Peck, who died on February 20 this year, was an eminent medieval scholar and one of the driving forces behind Robbins’ creation.

In a story honoring his memory, Anna Siebach-Larsen, director of the Robbins Library and Koller-Collins Center, says, “The library’s existence is a testament to Russell’s far-reaching vision, indomitable will, and commitment to a generous and capacious ideal of scholarship, teaching, and fellowship.”

That characterization of Peck very much extended to the library’s décor.

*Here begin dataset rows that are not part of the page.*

use music_core::db::migrations::{current_version, latest_version};
use music_core::db::{open_db, open_db_in_memory, DbError};
use rusqlite::Connection;

#[test]
fn open_db_in_memory_applies_all_migrations() {
    let conn = open_db_in_memory().unwrap();

    assert_eq!(current_version(&conn).unwrap(), latest_version());
    assert_table_exists(&conn, "bands");
    assert_table_exists(&conn, "albums");
    assert_table_exists(&conn, "songs");
}

#[test]
fn opened_connections_enforce_foreign_keys() {
    let conn = open_db_in_memory().unwrap();
    let enabled: i64 = conn
        .query_row("PRAGMA foreign_keys;", [], |row| row.get(0))
        .unwrap();
    assert_eq!(enabled, 1);
}

#[test]
fn opening_same_database_twice_is_idempotent() {
    let dir = tempfile::tempdir().unwrap();
    let path = dir.path().join("music.db");

    let conn_first = open_db(&path).unwrap();
    conn_first
        .execute("INSERT INTO bands (name) VALUES ('Radiohead');", [])
        .unwrap();
    drop(conn_first);

    let conn_second = open_db(&path).unwrap();
    assert_eq!(current_version(&conn_second).unwrap(), latest_version());
    let bands: i64 = conn_second
        .query_row("SELECT COUNT(*) FROM bands;", [], |row| row.get(0))
        .unwrap();
    assert_eq!(bands, 1);
}

#[test]
fn opening_database_with_newer_schema_version_returns_error() {
    let dir = tempfile::tempdir().unwrap();
    let path = dir.path().join("future.db");

    let conn = Connection::open(&path).unwrap();
    conn.execute_batch("PRAGMA user_version = 999;").unwrap();
    drop(conn);

    let err = open_db(&path).unwrap_err();
    match err {
        DbError::UnsupportedSchemaVersion {
            db_version,
            latest_supported,
        } => {
            assert_eq!(db_version, 999);
            assert_eq!(latest_supported, latest_version());
        }
        other => panic!("unexpected error: {other}"),
    }
}

#[test]
fn failing_migration_names_the_step_and_keeps_previous_version() {
    let dir = tempfile::tempdir().unwrap();
    let path = dir.path().join("half_built.db");

    let conn = Connection::open(&path).unwrap();
    conn.execute_batch("CREATE TABLE bands (id INTEGER PRIMARY KEY);")
        .unwrap();
    drop(conn);

    let err = open_db(&path).unwrap_err();
    match &err {
        DbError::Migration { version, name, .. } => {
            assert_eq!(*version, 1);
            assert_eq!(*name, "catalog_tables");
        }
        other => panic!("unexpected error: {other}"),
    }
    assert!(std::error::Error::source(&err).is_some());
    assert!(err.to_string().contains("catalog migration 1 (catalog_tables)"));

    let conn = Connection::open(&path).unwrap();
    assert_eq!(current_version(&conn).unwrap(), 0);
    let albums: i64 = conn
        .query_row(
            "SELECT COUNT(*) FROM sqlite_master WHERE type = 'table' AND name = 'albums';",
            [],
            |row| row.get(0),
        )
        .unwrap();
    assert_eq!(albums, 0);
}

fn assert_table_exists(conn: &Connection, table_name: &str) {
    let exists: i64 = conn
        .query_row(
            "SELECT EXISTS(
                SELECT 1
                FROM sqlite_master
                WHERE type = 'table' AND name = ?1
            );",
            [table_name],
            |row| row.get(0),
        )
        .unwrap();
    assert_eq!(exists, 1, "table {table_name} does not exist");
}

When resolve meets passion

Peck loved art. As an ardent patron of local galleries, including the University’s Memorial Art Gallery (MAG), and frequenter of MAG’s Clothesline Festival and Fine Craft Show & Sale, his home was full of pieces he acquired. Often, his collecting habits carried over to the Robbins Library and Koller-Collins Center.

When Peck found a new piece for the space, he’d grab a hammer and nails, maybe an electric drill, and hang the art himself—fully aware that University Facilities would not approve.

“He was very decisive and a little bit impetuous and didn’t really care about rules—at all,” Siebach-Larsen says. “He was really interested in making this a space of art, literature, and intellectual community, which is why he worked so assiduously to find pieces that would fit here.”

One of the last pieces Peck brought into the space came in December 2022. He emailed Siebach-Larsen telling her he had the perfect piece and knew exactly where it needed—needed—to go. It was a reproduction of Edwin Landseer’s Scene from “A Midsummer Night’s Dream,” and it went over a kitchenette sink in Robbins.

‘A genealogy through art’

The Robbins Library and Koller-Collins Center has been full of art since opening in 1987. Some pieces came from Peck, but many were given by Rochester alumni and friends of the English department, many of whom he wrote to, encouraging them to donate specific works of art.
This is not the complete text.